Protecting your data
Having gained better oversight of your data and implemented standardised processes to manage it, it’s time to make sure the right security controls are in place to protect the data – but that doesn’t just mean encryption. To be compliant you can’t simply turn security ‘on’ and put your feet up; the GDPR requires constant monitoring and diligence, and also much quicker action in the event of a data breach.

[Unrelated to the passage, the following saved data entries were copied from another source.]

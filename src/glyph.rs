//! Per-glyph records, one type per pipeline stage.
//!
//! Each stage consumes or borrows the previous record and returns a new one, so a
//! glyph moves strictly forward: [`Outline`] → [`FlatGlyph`] → [`TessellatedGlyph`]
//! → [`ExtrudedGlyph`](crate::extrude::ExtrudedGlyph). `index` is the glyph's position
//! in the input run and survives every stage so failures can be reported against it.

use crate::config::{FlattenMode, UnclosedSubpathPolicy};
use crate::contour::{Contour, build_contours, orient_contours};
use crate::errors::GlyphError;
use crate::flatten::flatten;
use crate::outline::{FlattenedOutline, Outline};
use crate::tessellate::{Tessellation, Tessellator, tessellate_contours};

/// A glyph whose outline contains only straight segments.
#[derive(Debug, Clone, PartialEq)]
pub struct FlatGlyph {
    pub index: usize,
    pub outline: FlattenedOutline,
}

impl FlatGlyph {
    pub fn new(index: usize, outline: &Outline, mode: FlattenMode) -> Result<Self, GlyphError> {
        Ok(FlatGlyph {
            index,
            outline: flatten(outline, mode)?,
        })
    }

    /// Build the glyph's contours, wind them by nesting depth (outer clockwise,
    /// holes counter-clockwise) and triangulate the face.
    pub fn tessellate<T: Tessellator + ?Sized>(
        self,
        tessellator: &T,
        policy: UnclosedSubpathPolicy,
    ) -> Result<TessellatedGlyph, GlyphError> {
        let mut contours = build_contours(&self.outline, policy)?;
        orient_contours(&mut contours);
        let tessellation = tessellate_contours(tessellator, &contours)
            .ok_or(GlyphError::TessellationFailed { glyph: self.index })?;
        log::debug!(
            "glyph {}: {} contours, {} face vertices, {} face triangles",
            self.index,
            contours.len(),
            tessellation.vertices.len(),
            tessellation.triangle_count()
        );
        Ok(TessellatedGlyph {
            index: self.index,
            contours,
            tessellation,
        })
    }
}

/// A glyph with its closed contours and the planar triangulation of its face.
#[derive(Debug, Clone, PartialEq)]
pub struct TessellatedGlyph {
    pub index: usize,
    pub contours: Vec<Contour>,
    pub tessellation: Tessellation,
}

impl TessellatedGlyph {
    /// Total number of points over all contours.
    pub fn ring_point_count(&self) -> usize {
        self.contours.iter().map(Contour::len).sum()
    }
}
//! Turns a line of outline-font text into one extruded, triangulated **3D mesh**:
//! every glyph gets a flat front cap, a flat back cap, and side walls stitching the
//! two together, with texture coordinates spread over the whole line.
//!
//! The pipeline runs glyph outlines through
//! [`flatten`] (quadratic curves to polylines) → [`contour`] (closed rings) →
//! [`tessellate`] (planar triangulation) → [`extrude`] (caps and walls) →
//! [`mesh`] (one vertex buffer and one `u32` index buffer), driven by
//! [`pipeline::TextMesher`].
//!
//! # Features
//! #### Default
//! - **f64**: use f64 as Real
//! - **delaunay**: use `geo`s `spade` feature for constrained Delaunay tessellation
//! - [**stl-io**](https://en.wikipedia.org/wiki/STL_(file_format)): `.stl` export
//! - **truetype-text**: lay out text from TrueType fonts `.ttf`
//! - **hashmap**: enables use of hashbrown for `TextMesh::open_edge_count`
//!
//! #### Optional
//! - **f32**: use f32 as Real, this conflicts with f64
//! - **parallel**: use rayon to process glyphs in parallel
//! - **earcut**: use `geo`s `earcutr` feature for tessellation, this conflicts with delaunay

#![forbid(unsafe_code)]
#![warn(clippy::missing_const_for_fn, clippy::approx_constant, clippy::all)]

pub mod config;
pub mod contour;
pub mod errors;
pub mod extrude;
pub mod flatten;
pub mod float_types;
pub mod glyph;
pub mod glyph_source;
pub mod io;
pub mod mesh;
pub mod outline;
pub mod pipeline;
pub mod tessellate;
pub mod triangulated;

#[cfg(feature = "truetype-text")]
pub mod truetype;

#[cfg(any(
    all(feature = "delaunay", feature = "earcut"),
    not(any(feature = "delaunay", feature = "earcut"))
))]
compile_error!("Either 'delaunay' or 'earcut' feature must be specified, but not both");

#[cfg(any(all(feature = "f64", feature = "f32"), not(any(feature = "f64", feature = "f32"))))]
compile_error!("Either 'f64' or 'f32' feature must be specified, but not both");

pub use config::MeshConfig;
pub use errors::GlyphError;
pub use mesh::{MeshVertex, TextMesh};
pub use outline::Outline;
pub use pipeline::{MeshReport, TextMesher};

It’s true that technology will play an important part in that journey, but technology alone will not bring about compliance. Rolling out a new company-wide approach to data protection requires a combination of security techniques, standardised workflows, internal education, access control, backup solutions, and much more besides. Keeping on top of who has access, where and when, with constant auditing and monitoring will enable much swifter responses to the data breaches that, despite everyone’s best efforts, are probably still inevitable.
Documenting and complying
One of the GDPR’s hottest topics is the introduction of data requests, which means an individual will have the right to request the correction or deletion of the data held about them. Businesses will be expected to comply with these requests and show that they’ve done so, which is why visibility over what data you hold – and where – is so crucial.
Ongoing compliance with the GDPR also requires the documenting and auditing of what data you’re collecting, what it’s being used for and how long you’ll be storing it for. When we went through this step, we asked ourselves questions like: Is the data we collected months ago still relevant today? Do we still have visibility of data when it’s moved from one place to another? Are our third-party providers still compliant?
One of the benefits of constantly monitoring and auditing your data protection processes is the opportunity to constantly review and improve them. It’s true that the GDPR is something of a line in the sand, but as the digital world we live in constantly evolves and expands, it’s safe to assume that responsibilities around data privacy and protection will also continue to increase – so businesses will need to continually improve to keep compliant.
The GDPR should be seen by businesses as an opportunity to rethink their entire approach to data protection, now and moving forward. It’s a chance to make their organisations fit for the future – and they should grab it with both hands. We learnt a lot about our business and our data in becoming GDPR compliant. We hope our story now helps you.